Matt Kuchar ($7,300) – Once again, Kuchar is significantly underpriced and nobody is talking about him. Short, narrow course. No cut. Accuracy and short game emphasis. How do you not like Matt Kuchar, who hits every fairway, scrambles well, and doesn’t make big numbers? At this price, he would be a cash game lock for me, and a core GPP play. Ownership will be spread out this week since there are so many viable options between $7,000 and $8,000, but Kuchar will be one of my highest owned players this week.
Louis Oosthuizen ($7,200) – Louis has burned us before in no-cut events, so tread lightly. He has chronic neck and back issues and is always a risk to WD, although he seems to be in better health recently. His game is also in better health, although this is his third event in three weeks in three different countries. Louis nearly won the European Tour event in Perth, backed it up with a 21st last week at the Honda Classic, and comes to a track that should suit him extremely well. He’s an elite ball-striker and birdie maker, and is exactly the type of middle of the pack player who could hoist the trophy on Sunday afternoon.
J.B. Holmes ($6,800) – While this doesn’t fit the bill as a J.B. Holmes course, you can’t overlook his fit in no-cut events. He’s a birdie making machine who is significantly underpriced given his odds and recent form. Holmes hasn’t finished outside the top-35 in months, and has the upside to contend in this field. If he keeps the ball in play, I think Holmes finishes in the top-15 this week at a cheap price.
Alex Noren ($7,200) – Noren quietly broke into the top-10 in the official world golf rankings, thanks to his four wins last season. He’s an accurate player with a great short game, and should suit this track very well. At Crans Sur Sierre, one of our comp courses, Noren is a two-time winner (including last season). Although he may get more popular as some of the DFS sharps talk him up, he’s still a sub-5% player who could win the event.

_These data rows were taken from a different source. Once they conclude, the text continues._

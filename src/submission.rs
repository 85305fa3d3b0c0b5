//! Prompt submission and completion detection.
//!
//! Completion is a textual heuristic: the page shows [`BUSY_MARKER`] while it
//! generates. The engine polls for it and, once it is gone, waits a fixed
//! settle delay so late rendering lands before extraction.

use tokio::time::{sleep, Instant};
use tracing::{debug, info, warn};

use crate::config::Timings;
use crate::driver::PageDriver;
use crate::error::{PilotError, Result};
use crate::locator::{self, ElementHandle};
use crate::selectors::{ElementRole, BUSY_MARKER};

#[derive(Debug, Clone, Copy, PartialEq, Eq)]
pub enum QueryState {
    Idle,
    InputLocated,
    Submitted,
    Generating,
    Complete,
    TimedOut,
}

pub struct SubmissionEngine<'a, D: PageDriver + ?Sized> {
    driver: &'a D,
    timings: &'a Timings,
    state: QueryState,
}

impl<'a, D: PageDriver + ?Sized> SubmissionEngine<'a, D> {
    pub fn new(driver: &'a D, timings: &'a Timings) -> Self {
        Self {
            driver,
            timings,
            state: QueryState::Idle,
        }
    }

    pub fn state(&self) -> QueryState {
        self.state
    }

    fn advance(&mut self, next: QueryState) {
        debug!(from = ?self.state, to = ?next, "query state");
        self.state = next;
    }

    /// Drive one prompt from `Idle` to `Complete`.
    pub async fn run(&mut self, prompt: &str) -> Result<QueryState> {
        let input = self.locate_input().await?;
        self.submit(&input, prompt).await?;
        self.await_completion().await?;
        Ok(self.state)
    }

    pub async fn locate_input(&mut self) -> Result<ElementHandle> {
        let handle =
            locator::require(self.driver, ElementRole::Input, self.timings.element_timeout).await?;
        self.advance(QueryState::InputLocated);
        Ok(handle)
    }

    pub async fn submit(&mut self, input: &ElementHandle, prompt: &str) -> Result<()> {
        self.driver
            .fill(input.selector, input.index, prompt)
            .await?;
        self.driver.press_key("Enter").await?;

        // the keyboard commit alone is not always enough, so also click send
        if let Some(send) =
            locator::locate(self.driver, ElementRole::SendButton, self.timings.element_timeout)
                .await
        {
            if let Err(e) = self.driver.click(send.selector, send.index).await {
                debug!("send button click ignored: {e:#}");
            }
        }

        info!(chars = prompt.chars().count(), "prompt submitted");
        self.advance(QueryState::Submitted);
        Ok(())
    }

    /// Poll until the busy marker is gone, then settle.
    ///
    /// With the marker continuously present the timeout surfaces on the first
    /// tick at or after ceiling + poll interval, so a generation is never cut
    /// short of that.
    pub async fn await_completion(&mut self) -> Result<()> {
        let started = Instant::now();
        let limit = self.timings.response_timeout + self.timings.poll_interval;
        self.advance(QueryState::Generating);

        loop {
            let busy = match self.driver.body_text().await {
                Ok(text) => text.contains(BUSY_MARKER),
                Err(e) => {
                    warn!("could not read page text while polling: {e:#}");
                    true
                }
            };

            if !busy {
                debug!(elapsed = ?started.elapsed(), "busy marker gone, settling");
                sleep(self.timings.settle_delay).await;
                self.advance(QueryState::Complete);
                return Ok(());
            }

            if started.elapsed() >= limit {
                self.advance(QueryState::TimedOut);
                return Err(PilotError::Timeout {
                    waited: started.elapsed(),
                });
            }

            sleep(self.timings.poll_interval).await;
        }
    }
}

#[cfg(test)]
mod tests {
    use super::*;
    use crate::testing::{Call, ScriptedPage};
    use std::time::Duration;

    fn input_selector() -> &'static str {
        ElementRole::Input.cascade()[0]
    }

    #[tokio::test(start_paused = true)]
    async fn test_run_submits_and_completes_after_settle() {
        let send = ElementRole::SendButton.cascade()[0];
        let page = ScriptedPage::new()
            .with_element(input_selector())
            .with_element(send)
            .with_bodies(&["Running...", "Running...", "done"]);
        let timings = Timings::default();
        let mut engine = SubmissionEngine::new(&page, &timings);

        let started = Instant::now();
        let state = engine.run("ping").await.unwrap();

        assert_eq!(state, QueryState::Complete);
        // two busy ticks, then the settle delay
        assert_eq!(started.elapsed(), Duration::from_secs(2 * 2 + 3));
        let calls = page.calls();
        assert_eq!(
            calls,
            vec![
                Call::Fill(input_selector().to_string(), 0, "ping".to_string()),
                Call::PressKey("Enter".to_string()),
                Call::Click(send.to_string(), 0),
            ]
        );
    }

    #[tokio::test(start_paused = true)]
    async fn test_missing_send_button_is_ignored() {
        let page = ScriptedPage::new()
            .with_element(input_selector())
            .with_body("answer");
        let timings = Timings::default();
        let mut engine = SubmissionEngine::new(&page, &timings);

        assert_eq!(engine.run("hi").await.unwrap(), QueryState::Complete);
    }

    #[tokio::test(start_paused = true)]
    async fn test_missing_input_fails_before_submitting() {
        let page = ScriptedPage::new().with_body("answer");
        let timings = Timings::default();
        let mut engine = SubmissionEngine::new(&page, &timings);

        let err = engine.run("hi").await.unwrap_err();
        assert!(matches!(err, PilotError::ElementNotFound { .. }));
        assert_eq!(engine.state(), QueryState::Idle);
        assert!(page.calls().is_empty());
    }

    #[tokio::test(start_paused = true)]
    async fn test_timeout_at_ceiling_plus_poll_interval() {
        let page = ScriptedPage::new().with_body("Running...");
        let timings = Timings {
            response_timeout: Duration::from_secs(10),
            ..Timings::default()
        };
        let mut engine = SubmissionEngine::new(&page, &timings);

        let started = Instant::now();
        let err = engine.await_completion().await.unwrap_err();

        assert_eq!(started.elapsed(), Duration::from_secs(10 + 2));
        assert_eq!(engine.state(), QueryState::TimedOut);
        match err {
            PilotError::Timeout { waited } => assert_eq!(waited, Duration::from_secs(12)),
            other => panic!("unexpected error: {other:?}"),
        }
    }

    #[tokio::test(start_paused = true)]
    async fn test_timeout_never_before_ceiling_plus_interval() {
        let page = ScriptedPage::new().with_body("Running...");
        let timings = Timings {
            response_timeout: Duration::from_secs(5),
            ..Timings::default()
        };
        let mut engine = SubmissionEngine::new(&page, &timings);

        let started = Instant::now();
        let err = engine.await_completion().await.unwrap_err();

        // ticks at 0, 2, 4, 6 stay under 7 s; the 8 s tick gives up
        assert_eq!(started.elapsed(), Duration::from_secs(8));
        assert!(matches!(err, PilotError::Timeout { .. }));
    }
}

David Lipsky ($7,100) – Lipsky has the same mold and course fit at Alex Noren, without the four wins last season. He’s been red hot recently, most notably finishing 2nd in Malaysia (when I had an outright bet on him), which was frustrating. He had several close calls last year as well, and is due for a win. While I don’t think he has the pedigree to win this event, I could see him cracking the top-15 pretty easily. He’s an elite ball-striker who keeps the ball in the fairway and makes a ton of birdies. Like Noren, he’s won the Omega European Masters.
Bill Haas ($7,000) – Very quietly, Haas has finished inside the top-20 in his past six starts on Tour. He rarely cracks the top-10, but he’s also never played this well this consistently. Haas fits the mold of a ball-striker who keeps himself out of trouble, which we’ve seen at narrow courses like Riviera and Colonial. He’s comfortable on poa greens, and his lack of distance isn’t a negative this week. If Haas gets hot with his putter, he could be inside the top-5 by week’s end.
This section focuses on “odds” players – those players whose odds vary the greatest with respect to their DraftKings salaries. Keep in mind, this doesn’t make these players “good plays” or “bad plays”, but it simply measures the value based on their price. I’ve done this not just with the actual rankings, but as a percentage. So, if two players have a difference of 10 spots in pricing versus odds rankings, the player ranked higher overall will have a higher percentage. It’s a quick way to find value. I use an aggregate of odds from various odds makers to come up with my valuation.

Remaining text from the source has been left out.